Yes, I was also thinking about using date:
Code:

$ sed -r 's/^/echo /; s/([*-])([0-9]{8})/\1$(date -d "\2 +1 month" "+%Y%m%d")/eg' infile
DTP*434*RD8*20110814-20110816
DTP*434*RD8*20110814-20110818
DTP*435*DT*201107100600
DTP*435*DT*201108110500
DTP*472*D8*20110812
DTP*472*RD8*20110818-20110818
DTP*472*RD8*20110819-20110819
DTP*472*RD8*20110820-20110820
DTP*472*RD8*20110821-20110821
DTP*472*RD8*20110822-20110822
DTP*472*RD8*20110823-20110823
DTP*472*RD8*20110824-20110824
DTP*573*D8*20110903

But this will work only with GNU sed, because the e (evaluate) modifier is used.

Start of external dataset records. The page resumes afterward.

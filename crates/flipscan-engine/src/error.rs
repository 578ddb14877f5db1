use thiserror::Error;

use flipscan_core::ConfigError;

#[derive(Debug, Error)]
pub enum EngineError {
    #[error("invalid input {field}: {reason}")]
    InvalidInput { field: &'static str, reason: String },

    #[error("cannot pair source {source_id} with listing {marketplace_id}: {reason}")]
    IncompatibleProducts {
        source_id: String,
        marketplace_id: String,
        reason: String,
    },

    #[error("fee configuration error: {0}")]
    Configuration(String),
}

impl From<ConfigError> for EngineError {
    fn from(err: ConfigError) -> Self {
        EngineError::Configuration(err.to_string())
    }
}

schneidz 08-10-2012 06:02 AM

hi, i ended up piping about 10 sed substitutes (there was one date fror 2010). i figured changing the month was easier than incrementig the day because i wouldn't have to worry about the 30th/31st (or 28th/29th) as much.

also, aix's version of date does not have the -d parameter.

thanks, i'm sure i'll have to revisit this in the future so now i have some reference.

Reuti 08-10-2012 12:45 PM

NB: Besides compiling the GNU coreutils on AIX, you can check whether the admin installed them already at a location like /opt/freeware/bin as IBM offers the AIX toolbox with these.

danielbmartin 08-10-2012 01:18 PM

Quote:

Originally Posted by firstfire (Post 4750520)
It would probably be faster to make all substitutions by single sed process than using pipes.

Yes, like so:
Code:

sed  's/201112/201201/g;
      s/201111/201112/g;
      s/201111/201112/g;
      s/201110/201111/g;
      s/201109/201110/g;
      s/201108/201109/g;
      s/201107/201108/g;
      s/201106/201107/g;
      s/201105/201106/g;
      s/201104/201105/g;
      s/201103/201104/g;
      s/201102/201103/g;
      s/201101/201102/g' < $InFile \
> $OutFile

Daniel B. Martin

schneidz 08-10-2012 01:21 PM

different question but why is this:
Code:

sed s/hello/world/ < file.txt
preferred over this:
Code:

sed s/hello/world/ file.txt
?

danielbmartin 08-10-2012 02:18 PM

Quote:

Originally Posted by schneidz (Post 4751078)
different question but why is this:
Code:

sed s/hello/world/ < file.txt
preferred over this:
Code:

sed s/hello/world/ file.txt
?

I prefer the former construct because it is more readable. Of course, readability is subjective. Others will disagree.